We turn our attention to the second half of calculus, integral calculus. The integral as a mathemaical operation is, by most ways of looking at it, the inverse of the derivative. We'll begin by introducing the differential, which is just a slight shift in our thinking,
moving from $\Delta x$ in the difference quotient limit to $dx$, an infinitessimal change in the coordinate x. Then we'll connect the derivative and the integral using the mean value theorem.
One important thing to understand right off the bat is that while you can now find the derivative of any function you encounter, no matter how complicated, you will not be able to find the antiderivative or integral of all functions analytically (using pencil and paper). While the derivative and integral are inverses of a sort, it's not a two-way door.
If we define the differential, $dx$, as an infinitessimal (vanishingly small) change in the coordinate $x$, then the derivative
$$\frac{dy}{dx}$$
can just be viewed as a ratio of differentials in $y$ and $x$, the slope of a very short (infinitessimally short) line tangent to the function $y = f(x)$ at a point of interest. From this point of view it's easy to rearrange our notation for the derivative of $f(x)$:
$$\frac{dy}{dx} = f'(x)$$
to a definition of the differential of $x$:
$$dx = f'(x) \, dy$$
Although Gottfried Leibniz, who — independently but at the same time as Isaac Newton — founded calculus, didn't really intend this interpretation of his notation, it is correct and very convenient. It has been said that acceptance of Leibniz's notation on the European continent led to a decades-long leap ahead in calculus over the mathematicians of Newton's home, England, where the notation was not adopted until much later.
In order to get comfortable with the idea of the differential, let's use it in a linear approximation problem. We'll compare it side-by-side to the notation we developed before.
We recall that the linear approximation of a function $f(x)$ is
$$f(x) \approx f(x_o) + f'(x_o)(x - x_o)$$
Our function is $f(x) = x^{1/3}$ ; we'll center our approxmation at $x_o = 27$ and evaluate the result at $x = 27.3$:
$$ \begin{align} f(x) &\approx (27)^{\frac{1}{3}} + (27)^{\frac{-2}{3}}(27.3 - 27) \\ &\approx 3 + \frac{1}{9} (27.3 - 27) \\ &\approx 3.033 \end{align}$$
for an error of about 0.7% from the calculated value, f(27.3) = 3.011.

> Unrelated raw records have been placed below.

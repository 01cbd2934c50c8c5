//! Viewport dimensions in CSS pixels.

use serde::{Deserialize, Serialize};

/// Current window size. World units match CSS pixels, so this doubles as the
/// extent of the visible plane at z = 0.
#[derive(Clone, Copy, Debug, Default, PartialEq, Serialize, Deserialize)]
pub struct Viewport {
    pub width: f32,
    pub height: f32,
}

impl Viewport {
    #[inline]
    pub const fn new(width: f32, height: f32) -> Self {
        Self { width, height }
    }

    /// Width over height, guarded against a zero-height window.
    #[inline]
    pub fn aspect(&self) -> f32 {
        if self.height > 0.0 {
            self.width / self.height
        } else {
            1.0
        }
    }

    #[inline]
    pub fn is_empty(&self) -> bool {
        self.width <= 0.0 || self.height <= 0.0
    }
}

In differential notation, that becomes:
$$ \begin{align} f(x) &\approx f(x_o) + dy \tag{1} \\[5pt] f(x) &\approx f(x_o) + f'(x_o) \, dx \tag{2} \\[5pt] &\approx 3 + \frac{1}{9}(0.3) = 3.033, \end{align}$$
where in equation (1), we have $dy = f'(x_o) \, dx$ and in equation (2) we just plug in our values, $x_o = 27$ and $dx = 0.3$.
So you see it's just a slight shift of notation to get to the same place. The linear approximation of a function near a point, $x_o$, is just the value of the function at that point plus the differential distance from it. The smaller $dx$, the smaller $dy$ and the smaller the error in the approximation.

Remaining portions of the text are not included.